The under-fire Prime Minister, who survived a no confidence vote on Monday despite 41 per cent of his MPs voting to sack him, was in the coastal Lancashire town to launch his new plan to allow people on benefits to get mortgages, which included a visit to Fylde College.

On pay rises, Johnson said: “We’re constrained in what we can do not just by the fiscal position, the risk of borrowing too much, but by the risk that we will fan the flames of further price increases,” he said.

“We can’t fix the increase in the cost of living just by increasing wages to match the surge in prices, I think it’s naturally a good thing for wages to go up as skills and productivity increase – that’s what we want to see.

Lancashire Telegraph: Boris Johnson is on the charm offensive after scraping through a no confidence vote. Pic: PABoris Johnson is on the charm offensive after scraping through a no confidence vote. Pic: PA

“But when a country faces an inflationary problem you can’t just pay more and spend more, you have to find ways of tackling the underlying causes of inflation. If wages continue to chase the increase in prices, then we risk a wage-price spiral such as this country experienced in the 1970s.”

He warned it could create “stagflation” of inflation combined with stagnant economic growth.

“When a wage-price spiral begins there is only one cure and that is to slam the brakes on rising prices with higher interest rates,” he said, but this has an impact on mortgages, rents and investment, growth and jobs.

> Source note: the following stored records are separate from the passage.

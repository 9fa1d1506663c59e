//! Galaxy builder and window runner.

use std::sync::Arc;

use winit::{
    application::ApplicationHandler,
    event::{ElementState, MouseButton, MouseScrollDelta, WindowEvent},
    event_loop::{ActiveEventLoop, ControlFlow, EventLoop},
    window::{Window, WindowId},
};

use crate::animation::FrameUniforms;
use crate::error::AppError;
use crate::gpu::GpuState;
use crate::params::GalaxyParameters;
use crate::regen::Regenerator;
use crate::time::FrameClock;
use crate::visuals::VisualConfig;

#[cfg(feature = "egui")]
use crate::gpu::egui_integration::EguiIntegration;

const WINDOW_TITLE: &str = "Galaxy";

/// A galaxy viewer builder.
///
/// Use method chaining to configure, then call `.run()` to open the window.
///
/// ```ignore
/// Galaxy::new()
///     .with_parameters(GalaxyParameters { branches: 5, ..Default::default() })
///     .with_visuals(|v| {
///         v.spin_rate(0.4);
///     })
///     .run()?;
/// ```
#[derive(Debug, Clone)]
pub struct Galaxy {
    params: GalaxyParameters,
    visuals: VisualConfig,
    seed: Option<u64>,
    ui: bool,
    perf: bool,
}

impl Galaxy {
    /// Create a viewer with default parameters and visuals.
    pub fn new() -> Self {
        Self {
            params: GalaxyParameters::default(),
            visuals: VisualConfig::default(),
            seed: None,
            ui: true,
            perf: false,
        }
    }

    /// Set the initial galaxy parameters.
    pub fn with_parameters(mut self, params: GalaxyParameters) -> Self {
        self.params = params;
        self
    }

    /// Configure rendering.
    pub fn with_visuals<F>(mut self, configure: F) -> Self
    where
        F: FnOnce(&mut VisualConfig),
    {
        configure(&mut self.visuals);
        self
    }

    /// Seed every regeneration with `seed` for reproducible galaxies.
    pub fn with_seed(mut self, seed: u64) -> Self {
        self.seed = Some(seed);
        self
    }

    /// Show the parameter panel (needs the `egui` feature).
    pub fn with_ui(mut self, enabled: bool) -> Self {
        self.ui = enabled;
        self
    }

    /// Show frame timing from the start.
    pub fn with_perf(mut self, enabled: bool) -> Self {
        self.perf = enabled;
        self
    }

    pub fn parameters(&self) -> &GalaxyParameters {
        &self.params
    }

    pub fn visuals(&self) -> &VisualConfig {
        &self.visuals
    }

    /// Open the window and run until it is closed.
    pub fn run(self) -> Result<(), AppError> {
        self.params.validate()?;
        self.visuals.validate()?;

        let event_loop = EventLoop::new()?;
        event_loop.set_control_flow(ControlFlow::Poll);

        let mut app = App::new(self);
        event_loop.run_app(&mut app)?;

        match app.error.take() {
            Some(err) => Err(err),
            None => Ok(()),
        }
    }
}

impl Default for Galaxy {
    fn default() -> Self {
        Self::new()
    }
}

struct App {
    config: Galaxy,
    window: Option<Arc<Window>>,
    gpu_state: Option<GpuState>,
    regen: Option<Regenerator>,
    #[cfg(feature = "egui")]
    egui: Option<EguiIntegration>,
    clock: FrameClock,
    frame: FrameUniforms,
    show_perf: bool,
    mouse_pressed: bool,
    last_mouse_pos: Option<(f64, f64)>,
    /// First fatal error; reported once the event loop returns.
    error: Option<AppError>,
}

impl App {
    fn new(config: Galaxy) -> Self {
        let show_perf = config.perf;
        Self {
            config,
            window: None,
            gpu_state: None,
            regen: None,
            #[cfg(feature = "egui")]
            egui: None,
            clock: FrameClock::new(),
            frame: FrameUniforms::new(1.0),
            show_perf,
            mouse_pressed: false,
            last_mouse_pos: None,
            error: None,
        }
    }

    fn fail(&mut self, event_loop: &ActiveEventLoop, err: AppError) {
        log::error!("{}", err);
        self.error.get_or_insert(err);
        event_loop.exit();
    }

    fn init(&mut self, event_loop: &ActiveEventLoop) -> Result<(), AppError> {
        let window_attrs = Window::default_attributes()
            .with_title(WINDOW_TITLE)
            .with_inner_size(winit::dpi::LogicalSize::new(1280, 720));

        let window = Arc::new(event_loop.create_window(window_attrs)?);

        let mut gpu_state = pollster::block_on(GpuState::new(window.clone(), &self.config.visuals))?;
        gpu_state.set_point_size(self.config.params.point_size);

        // Pixel density is sampled once; the sprite size stays fixed for the session.
        self.frame = FrameUniforms::new(window.scale_factor() as f32);

        let mut regen = Regenerator::new(gpu_state.limits(), self.config.seed);
        regen.request(&self.config.params);

        #[cfg(feature = "egui")]
        if self.config.ui {
            self.egui = Some(EguiIntegration::new(
                gpu_state.device(),
                gpu_state.config.format,
                &window,
            ));
        }
        #[cfg(not(feature = "egui"))]
        if self.config.ui {
            log::debug!("built without the egui feature; parameter panel unavailable");
        }

        log::info!(
            "window {}x{} at {:.2}x scale",
            gpu_state.config.width,
            gpu_state.config.height,
            window.scale_factor()
        );

        self.window = Some(window);
        self.gpu_state = Some(gpu_state);
        self.regen = Some(regen);
        self.clock = FrameClock::new();
        Ok(())
    }

    fn redraw(&mut self, event_loop: &ActiveEventLoop) {
        let App {
            #[cfg(feature = "egui")]
            config,
            window: Some(window),
            gpu_state: Some(gpu_state),
            regen: Some(regen),
            #[cfg(feature = "egui")]
            egui,
            clock,
            frame,
            show_perf,
            ..
        } = self
        else {
            return;
        };

        let tick = clock.tick();
        frame.advance(tick.elapsed);

        if let Some(result) = regen.poll() {
            match result.and_then(|set| gpu_state.bind_attributes(set)) {
                Ok(()) => {}
                Err(e) => log::warn!("keeping previous galaxy: {}", e),
            }
        }

        #[cfg(feature = "egui")]
        let result = match egui.as_mut() {
            Some(egui) => {
                let stats = crate::ui::PerfStats {
                    fps: clock.fps(),
                    frame_time_ms: clock.frame_time_ms(),
                    particle_count: gpu_state.particle_count(),
                    regenerating: regen.is_pending(),
                };

                let mut changed = false;
                let output = egui.run(window, |ctx| {
                    changed = crate::ui::parameter_window(ctx, &mut config.params, show_perf);
                    if *show_perf {
                        crate::ui::perf_window(ctx, &stats);
                    }
                });

                if changed {
                    gpu_state.set_point_size(config.params.point_size);
                    regen.request(&config.params);
                }

                gpu_state.render_with_overlay(frame, egui, &output)
            }
            None => gpu_state.render(frame),
        };
        #[cfg(not(feature = "egui"))]
        let result = gpu_state.render(frame);

        match result {
            Ok(()) => {}
            Err(wgpu::SurfaceError::Lost | wgpu::SurfaceError::Outdated) => gpu_state.reconfigure(),
            Err(wgpu::SurfaceError::OutOfMemory) => {
                log::error!("surface out of memory");
                event_loop.exit();
                return;
            }
            Err(e) => log::warn!("render error: {:?}", e),
        }

        #[cfg(feature = "egui")]
        let title_perf = *show_perf && egui.is_none();
        #[cfg(not(feature = "egui"))]
        let title_perf = *show_perf;

        if title_perf && tick.fps_refreshed {
            window.set_title(&format!(
                "{} - {:.0} FPS - {} particles",
                WINDOW_TITLE,
                clock.fps(),
                gpu_state.particle_count()
            ));
        }

        window.request_redraw();
    }
}

impl ApplicationHandler for App {
    fn resumed(&mut self, event_loop: &ActiveEventLoop) {
        if self.window.is_none() {
            if let Err(err) = self.init(event_loop) {
                self.fail(event_loop, err);
            }
        }
    }

    fn window_event(&mut self, event_loop: &ActiveEventLoop, _id: WindowId, event: WindowEvent) {
        #[cfg(feature = "egui")]
        let ui_consumed = match (&mut self.egui, &self.window) {
            (Some(egui), Some(window)) => egui.on_window_event(window, &event),
            _ => false,
        };
        #[cfg(not(feature = "egui"))]
        let ui_consumed = false;

        match event {
            WindowEvent::CloseRequested => {
                event_loop.exit();
            }
            WindowEvent::Resized(physical_size) => {
                if let Some(gpu_state) = &mut self.gpu_state {
                    gpu_state.resize(physical_size);
                }
            }
            WindowEvent::MouseInput { state, button, .. } => {
                if button == MouseButton::Left {
                    self.mouse_pressed = state == ElementState::Pressed && !ui_consumed;
                    if !self.mouse_pressed {
                        self.last_mouse_pos = None;
                    }
                }
            }
            WindowEvent::CursorMoved { position, .. } => {
                if self.mouse_pressed {
                    if let Some((last_x, last_y)) = self.last_mouse_pos {
                        let dx = position.x - last_x;
                        let dy = position.y - last_y;

                        if let Some(gpu_state) = &mut self.gpu_state {
                            gpu_state.camera.rotate(dx as f32, dy as f32);
                        }
                    }
                    self.last_mouse_pos = Some((position.x, position.y));
                }
            }
            WindowEvent::MouseWheel { delta, .. } if !ui_consumed => {
                let scroll = match delta {
                    MouseScrollDelta::LineDelta(_, y) => y,
                    MouseScrollDelta::PixelDelta(pos) => pos.y as f32 * 0.1,
                };
                if let Some(gpu_state) = &mut self.gpu_state {
                    gpu_state.camera.zoom(scroll);
                }
            }
            WindowEvent::RedrawRequested => self.redraw(event_loop),
            _ => {}
        }
    }
}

The Prime Minister emphasised that the Government is “firmly on your side” in cutting living costs.

“This Government is firmly on your side in cutting those costs,” Boris Johnson said in a speech in Blackpool, telling the audience the Government was on the side of both British farmers and consumers.

He added: “We do not grow many olives in this country that I am aware of – why do we have a tariff of 93p per kilo of Turkish olive oil?

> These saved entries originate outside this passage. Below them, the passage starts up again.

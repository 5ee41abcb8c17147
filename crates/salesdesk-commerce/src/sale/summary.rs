//! Sale summary types.

use crate::ids::ProductId;
use crate::money::Money;
use serde::{Deserialize, Serialize};

/// Computed figures for a sale. Derived on demand, never stored.
#[derive(Debug, Clone, Serialize, Deserialize, PartialEq)]
pub struct SaleSummary {
    /// Per-line breakdown, in input order.
    pub lines: Vec<LinePricing>,
    /// Sum of resolved line subtotals.
    pub total: Money,
    /// Amount paid.
    pub paid: Money,
    /// `total - paid`; negative when overpaid.
    pub outstanding: Money,
}

impl SaleSummary {
    /// Check if nothing remains to be paid.
    pub fn is_settled(&self) -> bool {
        !self.outstanding.is_positive()
    }

    /// Amount to hand back to the customer (zero unless overpaid).
    pub fn change_due(&self) -> Money {
        if self.outstanding.is_negative() {
            self.outstanding.negate()
        } else {
            Money::zero(self.outstanding.currency)
        }
    }

    /// Lines whose product was not in the catalog.
    pub fn unresolved(&self) -> impl Iterator<Item = &LinePricing> {
        self.lines.iter().filter(|l| !l.resolved)
    }
}

/// Pricing of a single line.
#[derive(Debug, Clone, Serialize, Deserialize, PartialEq)]
pub struct LinePricing {
    /// Product ID.
    pub product_id: ProductId,
    /// Product name, when resolved.
    pub name: Option<String>,
    /// Quantity.
    pub quantity: i64,
    /// Unit price, when resolved.
    pub unit_price: Option<Money>,
    /// Subtotal (unit_price * quantity, zero when unresolved).
    pub subtotal: Money,
    /// Whether the product was found in the catalog.
    pub resolved: bool,
}

impl LinePricing {
    /// Quantity and unit price, e.g. `2 x Bs 10.00`.
    pub fn label(&self) -> String {
        match &self.unit_price {
            Some(price) => format!("{} x {}", self.quantity, price),
            None => format!("{} x ?", self.quantity),
        }
    }
}
//! REST API client for the console backend.

use std::sync::Arc;

use salesdesk_core::{ApiConfig, Method, DEFAULT_BASE_URL, DEFAULT_TOKEN_HEADER};
use serde::Serialize;

use crate::token::{NoToken, TokenProvider};
use crate::{FetchError, Request, Response, Transport};

/// Client for the console's REST backend.
///
/// Joins relative paths onto the base URL and attaches the access token
/// header before handing the request to its transport. Put a response cache
/// in as the transport to get offline reads.
pub struct ApiClient<T> {
    transport: T,
    base_url: String,
    token_header: String,
    tokens: Arc<dyn TokenProvider>,
}

impl<T: Transport> ApiClient<T> {
    /// Create a client for the default backend without a token.
    pub fn new(transport: T) -> Self {
        Self {
            transport,
            base_url: DEFAULT_BASE_URL.to_string(),
            token_header: DEFAULT_TOKEN_HEADER.to_string(),
            tokens: Arc::new(NoToken),
        }
    }

    /// Create a client from the `[api]` configuration section.
    pub fn from_config(transport: T, config: &ApiConfig) -> Self {
        Self::new(transport)
            .with_base_url(config.base_url.clone())
            .with_token_header(config.token_header.clone())
    }

    /// Set the base URL relative paths are joined onto.
    pub fn with_base_url(mut self, base_url: impl Into<String>) -> Self {
        self.base_url = base_url.into();
        self
    }

    /// Set the header the token is sent in.
    pub fn with_token_header(mut self, header: impl Into<String>) -> Self {
        self.token_header = header.into();
        self
    }

    /// Set where the access token comes from.
    pub fn with_tokens(mut self, tokens: Arc<dyn TokenProvider>) -> Self {
        self.tokens = tokens;
        self
    }

    /// The transport requests are sent through.
    pub fn transport(&self) -> &T {
        &self.transport
    }

    /// Resolve a path against the base URL. Absolute URLs pass unchanged.
    pub fn url(&self, path: &str) -> String {
        if path.starts_with("http://") || path.starts_with("https://") {
            return path.to_string();
        }
        format!(
            "{}/{}",
            self.base_url.trim_end_matches('/'),
            path.trim_start_matches('/')
        )
    }

    /// Build a request for `path` with the access token attached.
    pub fn request(&self, method: Method, path: &str) -> Request {
        let request = Request::new(method, self.url(path)).accept("application/json");
        match self.tokens.token() {
            Some(token) => request.header(self.token_header.clone(), token),
            None => request,
        }
    }

    /// Send a request through the transport.
    pub async fn send(&self, request: Request) -> Result<Response, FetchError> {
        tracing::debug!(method = %request.method, url = %request.url, "api request");
        self.transport.send(&request).await
    }

    /// GET a resource.
    pub async fn get(&self, path: &str) -> Result<Response, FetchError> {
        self.send(self.request(Method::Get, path)).await
    }

    /// POST a JSON body.
    pub async fn post_json<B: Serialize>(&self, path: &str, body: &B) -> Result<Response, FetchError> {
        self.send(self.request(Method::Post, path).json(body)?).await
    }

    /// PUT a JSON body.
    pub async fn put_json<B: Serialize>(&self, path: &str, body: &B) -> Result<Response, FetchError> {
        self.send(self.request(Method::Put, path).json(body)?).await
    }

    /// DELETE a resource.
    pub async fn delete(&self, path: &str) -> Result<Response, FetchError> {
        self.send(self.request(Method::Delete, path)).await
    }

    /// GET one page of a paginated collection (`/<resource>?page=N&limit=M`).
    pub async fn list_page(
        &self,
        resource: &str,
        page: u32,
        limit: u32,
    ) -> Result<Response, FetchError> {
        self.get(&page_path(resource, page, limit)).await
    }
}

/// Path of one page of a paginated collection.
pub fn page_path(resource: &str, page: u32, limit: u32) -> String {
    format!(
        "/{}?page={}&limit={}",
        resource.trim_matches('/'),
        page,
        limit
    )
}

#[cfg(test)]
mod tests {
    use std::sync::Mutex;

    use async_trait::async_trait;
    use salesdesk_core::Headers;

    use super::*;
    use crate::token::StaticToken;

    #[derive(Default)]
    struct RecordingTransport {
        seen: Mutex<Vec<Request>>,
    }

    #[async_trait]
    impl Transport for RecordingTransport {
        async fn send(&self, request: &Request) -> Result<Response, FetchError> {
            self.seen.lock().unwrap().push(request.clone());
            Ok(Response::new(200, Headers::new(), b"[]".to_vec()))
        }
    }

    #[test]
    fn test_url_joining() {
        let client = ApiClient::new(RecordingTransport::default())
            .with_base_url("http://localhost:4000/api/");
        assert_eq!(client.url("/products"), "http://localhost:4000/api/products");
        assert_eq!(client.url("sales/7"), "http://localhost:4000/api/sales/7");
        assert_eq!(client.url("https://other.example/x"), "https://other.example/x");
    }

    #[test]
    fn test_page_path() {
        assert_eq!(page_path("products", 2, 10), "/products?page=2&limit=10");
        assert_eq!(page_path("/sales/", 1, 5), "/sales?page=1&limit=5");
    }

    #[tokio::test]
    async fn test_token_header_attached() {
        let client = ApiClient::new(RecordingTransport::default())
            .with_tokens(Arc::new(StaticToken("secret".into())));

        client.get("/clients").await.unwrap();

        let seen = client.transport().seen.lock().unwrap();
        assert_eq!(seen.len(), 1);
        assert_eq!(seen[0].method, Method::Get);
        assert_eq!(seen[0].url, "http://localhost:4000/api/clients");
        assert_eq!(seen[0].header_value("x-access-token"), Some("secret"));
    }

    #[tokio::test]
    async fn test_no_token_header_without_token() {
        let client = ApiClient::new(RecordingTransport::default());
        client.delete("/users/3").await.unwrap();

        let seen = client.transport().seen.lock().unwrap();
        assert_eq!(seen[0].method, Method::Delete);
        assert_eq!(seen[0].header_value("x-access-token"), None);
    }

    #[tokio::test]
    async fn test_post_json_and_custom_header() {
        let config = ApiConfig {
            base_url: "http://api.test".into(),
            token_header: "authorization".into(),
            timeout_secs: None,
        };
        let client = ApiClient::from_config(RecordingTransport::default(), &config)
            .with_tokens(Arc::new(StaticToken("t".into())));

        client
            .post_json("/sales", &serde_json::json!({"totalPaid": 20}))
            .await
            .unwrap();

        let seen = client.transport().seen.lock().unwrap();
        assert_eq!(seen[0].url, "http://api.test/sales");
        assert_eq!(seen[0].header_value("Authorization"), Some("t"));
        assert_eq!(seen[0].body_bytes(), br#"{"totalPaid":20}"#);
    }

    #[tokio::test]
    async fn test_list_page() {
        let client = ApiClient::new(RecordingTransport::default());
        client.list_page("products", 1, 10).await.unwrap();

        let seen = client.transport().seen.lock().unwrap();
        assert_eq!(
            seen[0].url,
            "http://localhost:4000/api/products?page=1&limit=10"
        );
    }
}
//! Issue a request through the response cache.

use anyhow::{bail, Context as _, Result};
use salesdesk_cache::{CacheStatsSnapshot, CacheStatus};
use serde::Serialize;

use super::FetchArgs;
use crate::context::Context;
use crate::output::{cache_badge, cache_counters, http_status};

#[derive(Serialize)]
struct FetchReport {
    method: String,
    url: String,
    status: u16,
    cache: String,
    key: Option<String>,
    counters: CacheStatsSnapshot,
    hit_ratio: Option<f64>,
    body: serde_json::Value,
}

/// Run the fetch command.
pub async fn run(args: FetchArgs, ctx: &Context) -> Result<()> {
    let client = ctx.api_client()?;

    let mut request = client.request(args.method, &args.path);
    if let Some(data) = &args.data {
        let body: serde_json::Value =
            serde_json::from_str(data).context("--data must be valid JSON")?;
        request = request.json(&body)?;
    }

    ctx.output
        .debug(&format!("{} {}", request.method, request.url));

    let spinner = ctx.output.spinner(&format!("{} {}", request.method, request.url));
    let outcome = client.transport().intercept_with_status(&request).await;
    spinner.finish_and_clear();

    let counters = client.transport().stats();
    ctx.output.debug(&format!("Cache counters: {}", cache_counters(&counters)));

    let response = &outcome.response;
    let parsed = if response.is_json() {
        response.json::<serde_json::Value>().ok()
    } else {
        None
    };
    let body = parsed.unwrap_or_else(|| {
        serde_json::Value::String(String::from_utf8_lossy(&response.body).into_owned())
    });

    if ctx.output.is_json() {
        ctx.output.json(&FetchReport {
            method: request.method.to_string(),
            url: request.url.clone(),
            status: response.status,
            cache: outcome.status.to_string(),
            key: outcome.key.as_ref().map(|k| k.to_string()),
            counters,
            hit_ratio: counters.hit_ratio(),
            body,
        });
    } else {
        ctx.output.kv("URL", &request.url);
        ctx.output
            .kv("Status", &http_status(response.status, response.status_text()));
        ctx.output.kv("Cache", &cache_badge(outcome.status));
        if let Some(key) = &outcome.key {
            ctx.output.kv("Key", key.as_str());
        }
        ctx.output.raw("");
        match &body {
            serde_json::Value::String(text) => ctx.output.raw(text),
            value => ctx.output.raw(&serde_json::to_string_pretty(value)?),
        }
    }

    if outcome.status == CacheStatus::Error {
        bail!("Backend unreachable and no stored response for {}", request.url);
    }

    Ok(())
}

“Why do we have a tariff on bananas? This is a truly amazing and versatile country, but as far as I know we don’t grow many bananas, not even in Blackpool.

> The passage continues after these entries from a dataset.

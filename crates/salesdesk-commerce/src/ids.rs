//! Newtype IDs for backend identifiers.

use serde::{Deserialize, Serialize};
use std::fmt;

/// Macro to generate newtype ID structs.
macro_rules! define_id {
    ($(#[$meta:meta])* $name:ident) => {
        $(#[$meta])*
        #[derive(Debug, Clone, PartialEq, Eq, Hash, PartialOrd, Ord, Serialize, Deserialize)]
        #[serde(transparent)]
        pub struct $name(String);

        impl $name {
            /// Create a new ID from a string.
            pub fn new(id: impl Into<String>) -> Self {
                Self(id.into())
            }

            /// Get the ID as a string slice.
            pub fn as_str(&self) -> &str {
                &self.0
            }

            /// Consume and return the inner string.
            pub fn into_inner(self) -> String {
                self.0
            }
        }

        impl fmt::Display for $name {
            fn fmt(&self, f: &mut fmt::Formatter<'_>) -> fmt::Result {
                write!(f, "{}", self.0)
            }
        }

        impl From<String> for $name {
            fn from(s: String) -> Self {
                Self(s)
            }
        }

        impl From<&str> for $name {
            fn from(s: &str) -> Self {
                Self(s.to_string())
            }
        }

        impl AsRef<str> for $name {
            fn as_ref(&self) -> &str {
                &self.0
            }
        }
    };
}

define_id!(
    /// Backend product identifier (`_id`).
    ProductId
);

“We are on your side, we are on your side in tackling fuel bills, and not just with the cash help that I have set out just now.”

Lancashire Telegraph: The Prime Minister wants to help people on benefits get mortgages. Pic: PAThe Prime Minister wants to help people on benefits get mortgages. Pic: PA

On his plans to extend the right to buy to tenants of housing association homes, he said there are 2.5 million households whose homes belong to associations.

“They’re trapped, they can’t buy, they don’t have the security of ownership, they can’t treat their home as their own or make the improvements that they want”.

He said that some associations have treated tenants with “scandalous indifference”.

“So, it’s time for change. Over the coming months we will work with the sector to bring forward a new right-to-buy scheme,” he said.

Mr Johnson added that it would give “millions” more the chance to own their own home and would see “one-for-one replacement of each social housing property sold” while being affordable within existing spending plans.

“When (home) ownership remains beyond the reach of a great many hard-working people, it’s neither right nor fair to put ever vaster sums of taxpayers’ money straight into the pocket of landlords.”

“It’s time to put his huge wall of money – taxpayers’ money – to better use. It’s time to turn benefits to bricks.

“We are going to look to change the rules on welfare so that the 1.5 million working people who are in receipt of housing benefits – I stress working people – and who want to buy their first home will be given a new choice: to spend their benefit on rent, as now, or put it towards a first-ever mortgage.”

However, housing policy expert Toby Lloyd has said the Government’s extension of the right-to-buy scheme is unlikely to have much impact for the low-earning people it intends to benefit.

Mr Lloyd, who was former prime minister Theresa May’s housing adviser, said: “Clearly there are imperfections in the way that the mortgage market works at the moment, but fundamentally the problem is that house prices are way too high.

“That’s why there’s an affordability crisis.”

When asked whether the Government’s new housing plan would have much effect, he said: “I’d be very surprised if it happens in anything like the scale they expect, and if it does I don’t expect it to have that much impact.”